Notably, it added, bitcoin’s “correlation with stocks has turned higher than that between stocks and other assets such as gold, investment grade bonds, and major currencies.”
That makes its value as a risk diversification tool substantially less than was thought, the IMF added.
And it’s not just bitcoin. As the broader cryptocurrency market tanked alongside bitcoin Friday, CoinDesk, argued that the “developing narrative” of ether and other altcoins “decoupling from bitcoin in an adverse macro environment went up in smoke on Friday as a sell-off in stocks and the largest cryptocurrency caused extensive damage to the broader crypto market.”
Growing in Lockstep
So how does this affect payments specifically? Well, for one thing, if bitcoin and other cryptocurrencies’ usefulness as a payments tool must contend not only with their staggering price volatility — 5% to 10% in a day is common — but also marching in lockstep with inflation, what’s the point?
Dollar-pegged stablecoins share all the aspects that supporters argue make cryptocurrencies a useful payments tool — notably very fast and very cheap payments settlement, particularly internationally.
But stablecoins have their own Achilles’ heels, as was pointed out at the Senate Banking Committee’s recent hearing on the subject. Aside from questions about anti-money laundering (AML) compliance, stablecoins’ value rests almost entirely in users’ belief that they are actually backed one-to-one by a basket of dollars and highly liquid investments like short-term treasuries.
That has been tested recently, most notably by the largest and oldest stablecoin-issuer, Tether, which was found to have just 2.9% of its reserves in dollars and nearly half in commercial paper — short-term corporate debt.

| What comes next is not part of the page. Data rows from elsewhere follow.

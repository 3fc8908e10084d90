//! Tracing for tests.
//!
//! Events go through the test harness writer, so they only show up for
//! failing tests (or with `--nocapture`). Without `RUST_LOG`, the hydrator
//! crates log at debug level (cache hits, fetches, fallbacks) and everything
//! else at warn.

use tracing_subscriber::EnvFilter;

/// Filter used when `RUST_LOG` is unset.
const DEFAULT_TEST_FILTER: &str = "warn,hydrator_core=debug,hydrator_config=debug";

/// Install the test subscriber. Later calls in the same process are no-ops.
///
/// ```ignore
/// #[tokio::test]
/// async fn resolves_links() {
///     hydrator_test_utils::tracing_setup::init_test_tracing();
///     // ...
/// }
/// ```
pub fn init_test_tracing() {
    let filter = EnvFilter::try_from_default_env()
        .unwrap_or_else(|_| EnvFilter::new(DEFAULT_TEST_FILTER));
    let _ = tracing_subscriber::fmt()
        .with_env_filter(filter)
        .with_test_writer()
        .without_time()
        .try_init();
}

Then there are central bank digital currencies (CBDCs) in the wings. China’s digital yuan is about to launch, but a digital dollar is years off. Still, as the Federal Reserve noted in a long-awaited stablecoin report released Thursday (Jan. 20), a digital dollar would be backed by the full faith and credit of the United States, not a basket of fiat currency that may or may not even exist.
Finally, there are questions about why a CBDC is necessary as alternative payment rails are being created that deal with one of the biggest failings of the existing payments system — speed. The Federal Reserve’s FedNow instant payments system is working on engaging financial institutions (FIs).
Then there’s the RTP network, The Clearing House’s real-time payments platform open to all Federal Deposit Insurance Corporation (FDIC)-insured depository institutions.
It’s worth remembering that other than bitcoin and a few currency-replacement cryptocurrencies, most altcoin cryptocurrencies are not designed as investments, but as utility tokens that power blockchain-based decentralized applications (DApps) running everything from decentralized finance (DeFi) to real-time supply chain management tools.